Different types of Distances used in Machine Learning

Shubhobrata Das
11 min readJun 17, 2020

--

Role of Distance Measures

Distance measures play an important role in machine learning.

A distance measure is an objective score that summarizes the relative difference between two objects in a problem domain.

Most commonly, the two objects are rows of data that describe a subject (such as a person, car, or house), or an event (such as a purchase, a claim, or a diagnosis).

Perhaps the most likely way you will encounter distance measures is when you are using a specific machine learning algorithm that uses distance measures at its core. The most famous algorithm of this type is the k-nearest neighbors algorithm, or KNN for short.

In the KNN algorithm, a classification or regression prediction is made for new examples by calculating the distance between the new example (row) and all examples (rows) in the training dataset. The k examples in the training dataset with the smallest distance are then selected and a prediction is made by averaging the outcome (mode of the class label or mean of the real value for regression).

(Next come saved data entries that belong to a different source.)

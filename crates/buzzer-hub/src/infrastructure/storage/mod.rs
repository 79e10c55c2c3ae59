//! Storage infrastructure: configuration file persistence.
//!
//! The `config` sub-module reads the hub's TOML settings from the
//! platform-appropriate directory (or an explicit path), writes them back,
//! and falls back to defaults when no file exists yet.

pub mod config;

KNN belongs to a broader field of algorithms called case-based or instance-based learning, most of which use distance measures in a similar manner. Another popular instance-based algorithm that uses distance measures is the learning vector quantization, or LVQ, algorithm that may also be considered a type of neural network.

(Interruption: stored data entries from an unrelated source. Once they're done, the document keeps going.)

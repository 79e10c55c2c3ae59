//! Infrastructure layer for the hub.
//!
//! Contains the OS-facing adapters: the HTTP transport to the buzzers, the
//! discovery sweep and per-device sessions built on it, and file-system
//! storage for the configuration.
//!
//! **Dependency rule**: this layer may depend on `buzzer_core`, but MUST NOT
//! import anything from `application`.

pub mod network;
pub mod storage;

Related is the self-organizing map algorithm, or SOM, that also uses distance measures and can be used for supervised or unsupervised learning. Another unsupervised learning algorithm that uses distance measures at its core is the K-means clustering algorithm.

In instance-based learning the training examples are stored verbatim, and a distance function is used to determine which member of the training set is closest to an unknown test instance. Once the nearest training instance has been located, its class is predicted for the test instance.

A short list of some of the more popular machine learning algorithms that use distance measures at their core is as follows:

  • K-Nearest Neighbors
  • Learning Vector Quantization (LVQ)
  • Self-Organizing Map (SOM)
  • K-Means Clustering

There are many kernel-based methods may also be considered distance-based algorithms. Perhaps the most widely known kernel method is the support vector machine algorithm, or SVM for short.

Euclidean Distance:

You are most likely to use Euclidean distance when calculating the distance between two rows of data that have numerical values, such a floating point or integer values.

If columns have values with differing scales, it is common to normalize or standardize the numerical values across all columns prior to calculating the Euclidean distance. Otherwise, columns that have large values will dominate the distance measure.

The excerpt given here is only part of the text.